_Problem to solve_:
Locate every line in the records below that contains the word "bounded", and copy each one.
──────
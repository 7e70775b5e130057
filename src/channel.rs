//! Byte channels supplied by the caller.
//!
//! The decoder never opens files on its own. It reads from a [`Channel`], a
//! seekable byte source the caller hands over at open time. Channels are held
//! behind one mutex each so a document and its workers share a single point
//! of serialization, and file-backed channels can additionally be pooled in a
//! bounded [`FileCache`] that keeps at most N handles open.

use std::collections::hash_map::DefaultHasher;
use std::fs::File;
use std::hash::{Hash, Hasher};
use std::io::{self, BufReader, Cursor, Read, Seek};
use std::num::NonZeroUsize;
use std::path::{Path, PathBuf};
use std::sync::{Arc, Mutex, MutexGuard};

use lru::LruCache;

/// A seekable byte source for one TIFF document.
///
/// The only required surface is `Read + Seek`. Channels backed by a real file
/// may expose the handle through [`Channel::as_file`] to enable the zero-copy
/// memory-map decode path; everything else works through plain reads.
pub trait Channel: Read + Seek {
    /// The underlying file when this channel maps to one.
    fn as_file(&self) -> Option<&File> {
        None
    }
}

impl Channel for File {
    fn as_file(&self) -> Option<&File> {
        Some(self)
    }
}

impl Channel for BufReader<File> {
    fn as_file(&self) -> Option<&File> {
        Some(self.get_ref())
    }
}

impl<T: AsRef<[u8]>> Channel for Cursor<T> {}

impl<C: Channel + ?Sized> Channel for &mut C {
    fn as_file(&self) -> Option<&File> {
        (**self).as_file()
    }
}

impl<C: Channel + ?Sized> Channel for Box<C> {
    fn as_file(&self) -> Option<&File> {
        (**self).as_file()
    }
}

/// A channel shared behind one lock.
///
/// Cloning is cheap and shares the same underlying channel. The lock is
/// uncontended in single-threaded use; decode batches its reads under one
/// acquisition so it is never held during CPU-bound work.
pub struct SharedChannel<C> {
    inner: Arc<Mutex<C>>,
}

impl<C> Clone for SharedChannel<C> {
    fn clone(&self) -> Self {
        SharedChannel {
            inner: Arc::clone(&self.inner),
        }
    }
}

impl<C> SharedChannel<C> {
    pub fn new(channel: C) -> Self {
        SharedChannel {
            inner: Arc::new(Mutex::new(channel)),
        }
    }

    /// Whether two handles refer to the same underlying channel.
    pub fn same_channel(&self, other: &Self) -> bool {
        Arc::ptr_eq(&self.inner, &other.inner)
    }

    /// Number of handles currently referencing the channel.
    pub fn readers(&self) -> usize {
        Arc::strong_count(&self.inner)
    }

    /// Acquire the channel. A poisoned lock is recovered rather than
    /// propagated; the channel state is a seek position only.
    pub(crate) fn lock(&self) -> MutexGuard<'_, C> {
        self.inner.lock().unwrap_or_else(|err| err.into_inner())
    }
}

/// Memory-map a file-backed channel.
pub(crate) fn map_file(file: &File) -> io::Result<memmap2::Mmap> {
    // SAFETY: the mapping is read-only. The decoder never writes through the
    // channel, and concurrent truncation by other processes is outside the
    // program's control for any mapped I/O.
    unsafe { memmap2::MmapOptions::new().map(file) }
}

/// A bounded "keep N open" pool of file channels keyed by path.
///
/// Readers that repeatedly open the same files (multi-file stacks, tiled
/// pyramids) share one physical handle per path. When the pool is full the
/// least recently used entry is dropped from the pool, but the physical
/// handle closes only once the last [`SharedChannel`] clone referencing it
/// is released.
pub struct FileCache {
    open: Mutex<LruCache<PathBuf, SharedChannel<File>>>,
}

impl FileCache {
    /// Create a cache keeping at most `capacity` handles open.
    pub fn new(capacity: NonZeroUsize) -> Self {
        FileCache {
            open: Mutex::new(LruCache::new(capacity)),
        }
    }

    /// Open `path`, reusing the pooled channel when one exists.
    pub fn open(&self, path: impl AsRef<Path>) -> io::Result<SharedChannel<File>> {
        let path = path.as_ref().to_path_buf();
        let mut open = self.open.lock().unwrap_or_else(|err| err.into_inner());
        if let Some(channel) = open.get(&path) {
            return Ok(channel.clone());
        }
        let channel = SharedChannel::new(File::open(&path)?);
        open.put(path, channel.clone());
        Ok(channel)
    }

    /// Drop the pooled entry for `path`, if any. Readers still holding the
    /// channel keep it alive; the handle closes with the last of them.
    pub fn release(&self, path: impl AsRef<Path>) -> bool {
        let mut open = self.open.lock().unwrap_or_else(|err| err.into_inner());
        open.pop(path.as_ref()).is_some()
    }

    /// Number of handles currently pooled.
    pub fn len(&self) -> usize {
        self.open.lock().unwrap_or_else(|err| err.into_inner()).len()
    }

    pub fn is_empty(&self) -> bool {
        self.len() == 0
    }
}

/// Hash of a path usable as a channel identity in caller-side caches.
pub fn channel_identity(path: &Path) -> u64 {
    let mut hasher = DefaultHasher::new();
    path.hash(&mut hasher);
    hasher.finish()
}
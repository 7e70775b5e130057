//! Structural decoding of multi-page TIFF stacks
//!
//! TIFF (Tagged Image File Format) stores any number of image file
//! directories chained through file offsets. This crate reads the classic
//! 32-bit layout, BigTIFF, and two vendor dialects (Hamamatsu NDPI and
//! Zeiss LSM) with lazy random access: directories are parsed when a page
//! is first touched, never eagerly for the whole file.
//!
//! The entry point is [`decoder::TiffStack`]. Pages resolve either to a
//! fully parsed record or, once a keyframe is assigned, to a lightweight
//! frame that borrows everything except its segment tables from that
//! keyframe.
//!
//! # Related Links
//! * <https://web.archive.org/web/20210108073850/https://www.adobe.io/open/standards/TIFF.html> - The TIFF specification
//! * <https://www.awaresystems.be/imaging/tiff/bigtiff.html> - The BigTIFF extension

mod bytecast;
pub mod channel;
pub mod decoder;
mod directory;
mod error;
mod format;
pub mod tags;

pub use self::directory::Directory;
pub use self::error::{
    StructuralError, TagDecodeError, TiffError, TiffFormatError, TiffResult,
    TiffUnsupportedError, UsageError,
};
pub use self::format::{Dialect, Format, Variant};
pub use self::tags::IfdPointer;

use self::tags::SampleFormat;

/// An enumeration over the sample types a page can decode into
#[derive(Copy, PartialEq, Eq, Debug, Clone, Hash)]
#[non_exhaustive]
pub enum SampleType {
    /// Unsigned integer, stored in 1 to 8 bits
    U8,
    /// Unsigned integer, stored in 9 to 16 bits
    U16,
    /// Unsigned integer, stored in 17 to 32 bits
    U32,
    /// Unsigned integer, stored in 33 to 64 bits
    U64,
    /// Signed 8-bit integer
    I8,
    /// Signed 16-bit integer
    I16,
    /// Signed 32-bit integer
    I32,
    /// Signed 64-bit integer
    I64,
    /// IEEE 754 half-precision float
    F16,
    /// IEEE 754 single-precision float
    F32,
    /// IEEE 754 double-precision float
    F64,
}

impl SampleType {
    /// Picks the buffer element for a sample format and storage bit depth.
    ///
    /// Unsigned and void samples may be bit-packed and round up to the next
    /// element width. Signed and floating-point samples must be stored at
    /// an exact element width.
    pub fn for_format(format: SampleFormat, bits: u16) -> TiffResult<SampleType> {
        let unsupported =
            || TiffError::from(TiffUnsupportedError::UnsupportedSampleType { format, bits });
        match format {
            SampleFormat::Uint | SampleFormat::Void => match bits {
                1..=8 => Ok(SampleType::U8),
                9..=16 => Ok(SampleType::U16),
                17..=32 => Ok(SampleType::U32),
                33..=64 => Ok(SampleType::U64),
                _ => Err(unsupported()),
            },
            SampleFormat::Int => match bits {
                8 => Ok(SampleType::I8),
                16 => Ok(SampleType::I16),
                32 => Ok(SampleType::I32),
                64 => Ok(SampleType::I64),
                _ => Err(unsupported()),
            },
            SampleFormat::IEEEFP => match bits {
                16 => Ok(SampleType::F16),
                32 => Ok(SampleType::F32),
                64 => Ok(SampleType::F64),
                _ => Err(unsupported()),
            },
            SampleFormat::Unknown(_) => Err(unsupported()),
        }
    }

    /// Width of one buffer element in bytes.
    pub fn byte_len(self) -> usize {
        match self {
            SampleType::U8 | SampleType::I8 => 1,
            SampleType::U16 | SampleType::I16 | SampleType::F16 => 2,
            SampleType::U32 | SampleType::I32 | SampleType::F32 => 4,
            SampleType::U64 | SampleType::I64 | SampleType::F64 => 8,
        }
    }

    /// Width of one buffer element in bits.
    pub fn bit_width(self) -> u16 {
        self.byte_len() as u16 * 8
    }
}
──────
_Solution for this problem_:
//! bounded [`FileCache`] that keeps at most N handles open.
/// A bounded "keep N open" pool of file channels keyed by path.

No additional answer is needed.